SOURCE RECORDS Block Start

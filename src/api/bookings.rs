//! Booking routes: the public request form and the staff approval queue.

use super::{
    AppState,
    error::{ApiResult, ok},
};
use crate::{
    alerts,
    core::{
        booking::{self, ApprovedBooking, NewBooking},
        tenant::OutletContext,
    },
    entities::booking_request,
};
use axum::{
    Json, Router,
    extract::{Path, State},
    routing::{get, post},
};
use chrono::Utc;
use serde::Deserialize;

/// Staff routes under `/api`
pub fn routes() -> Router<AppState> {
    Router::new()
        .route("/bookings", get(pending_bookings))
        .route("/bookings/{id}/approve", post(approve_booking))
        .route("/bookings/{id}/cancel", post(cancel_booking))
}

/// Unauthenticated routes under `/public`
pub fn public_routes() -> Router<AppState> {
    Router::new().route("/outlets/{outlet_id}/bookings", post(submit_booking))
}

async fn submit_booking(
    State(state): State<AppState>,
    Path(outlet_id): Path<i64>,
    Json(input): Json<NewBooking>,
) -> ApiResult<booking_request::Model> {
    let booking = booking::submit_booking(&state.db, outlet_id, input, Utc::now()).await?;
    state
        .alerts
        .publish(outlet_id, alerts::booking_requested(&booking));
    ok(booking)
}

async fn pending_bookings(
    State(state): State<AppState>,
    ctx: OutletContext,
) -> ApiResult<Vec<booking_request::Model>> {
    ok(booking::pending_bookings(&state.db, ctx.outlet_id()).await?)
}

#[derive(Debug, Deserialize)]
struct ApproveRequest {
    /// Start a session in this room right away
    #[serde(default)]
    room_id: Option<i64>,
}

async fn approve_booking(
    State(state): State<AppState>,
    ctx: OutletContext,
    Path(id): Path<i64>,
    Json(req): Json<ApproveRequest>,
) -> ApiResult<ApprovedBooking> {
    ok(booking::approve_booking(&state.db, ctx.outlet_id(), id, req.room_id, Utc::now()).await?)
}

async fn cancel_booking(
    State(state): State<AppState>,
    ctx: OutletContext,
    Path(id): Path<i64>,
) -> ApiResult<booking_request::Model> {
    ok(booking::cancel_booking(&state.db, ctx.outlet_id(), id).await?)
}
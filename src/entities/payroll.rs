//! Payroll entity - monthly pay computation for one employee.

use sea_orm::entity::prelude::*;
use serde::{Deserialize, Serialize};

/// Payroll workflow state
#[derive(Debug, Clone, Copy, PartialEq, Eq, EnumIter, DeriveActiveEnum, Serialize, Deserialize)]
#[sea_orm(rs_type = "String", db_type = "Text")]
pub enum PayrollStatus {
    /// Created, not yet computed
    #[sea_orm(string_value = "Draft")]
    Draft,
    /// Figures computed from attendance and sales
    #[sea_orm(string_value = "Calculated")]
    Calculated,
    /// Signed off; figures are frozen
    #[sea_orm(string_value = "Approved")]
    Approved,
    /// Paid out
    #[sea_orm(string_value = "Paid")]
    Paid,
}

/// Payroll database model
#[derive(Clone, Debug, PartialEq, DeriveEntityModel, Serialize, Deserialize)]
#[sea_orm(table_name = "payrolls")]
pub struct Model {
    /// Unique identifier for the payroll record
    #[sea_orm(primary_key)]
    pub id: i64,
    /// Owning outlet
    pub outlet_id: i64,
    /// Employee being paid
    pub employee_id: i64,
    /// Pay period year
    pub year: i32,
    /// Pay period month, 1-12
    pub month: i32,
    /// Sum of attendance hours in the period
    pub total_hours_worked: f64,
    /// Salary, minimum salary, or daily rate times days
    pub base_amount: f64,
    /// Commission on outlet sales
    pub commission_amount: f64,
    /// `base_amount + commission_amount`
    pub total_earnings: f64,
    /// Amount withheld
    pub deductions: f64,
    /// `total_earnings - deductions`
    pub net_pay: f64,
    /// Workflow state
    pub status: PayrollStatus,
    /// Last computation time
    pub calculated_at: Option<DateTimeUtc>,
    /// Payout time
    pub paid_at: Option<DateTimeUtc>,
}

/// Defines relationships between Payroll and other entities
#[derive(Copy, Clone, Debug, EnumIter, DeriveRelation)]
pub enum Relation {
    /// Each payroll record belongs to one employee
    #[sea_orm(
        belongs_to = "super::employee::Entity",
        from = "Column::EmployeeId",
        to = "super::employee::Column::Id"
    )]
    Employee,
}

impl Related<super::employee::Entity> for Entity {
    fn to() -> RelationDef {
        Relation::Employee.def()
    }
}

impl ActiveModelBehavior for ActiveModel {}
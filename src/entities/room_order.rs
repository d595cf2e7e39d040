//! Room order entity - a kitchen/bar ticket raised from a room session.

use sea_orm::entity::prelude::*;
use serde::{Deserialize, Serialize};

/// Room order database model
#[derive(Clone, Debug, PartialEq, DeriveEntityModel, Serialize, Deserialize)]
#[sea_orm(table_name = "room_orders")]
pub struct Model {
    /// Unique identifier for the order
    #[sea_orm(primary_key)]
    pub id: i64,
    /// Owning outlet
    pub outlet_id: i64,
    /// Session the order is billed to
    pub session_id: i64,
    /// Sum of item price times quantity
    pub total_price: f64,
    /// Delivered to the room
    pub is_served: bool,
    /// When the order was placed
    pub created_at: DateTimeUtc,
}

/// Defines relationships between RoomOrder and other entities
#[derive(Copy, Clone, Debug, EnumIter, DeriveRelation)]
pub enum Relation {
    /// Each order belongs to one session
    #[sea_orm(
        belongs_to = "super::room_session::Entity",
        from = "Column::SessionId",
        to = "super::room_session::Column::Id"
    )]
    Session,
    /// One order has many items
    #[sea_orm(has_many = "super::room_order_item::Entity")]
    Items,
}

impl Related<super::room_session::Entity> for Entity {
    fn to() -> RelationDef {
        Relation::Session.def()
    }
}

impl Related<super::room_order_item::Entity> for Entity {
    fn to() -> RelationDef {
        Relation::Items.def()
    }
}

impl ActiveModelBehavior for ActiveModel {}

SOURCE RECORDS Block End

**REQUIRED WORK**: Wherever a line in the entries holds "ApprovedBooking", copy that line.

**EXERCISE RESPONSE**:
        booking::{self, ApprovedBooking, NewBooking},
) -> ApiResult<ApprovedBooking> {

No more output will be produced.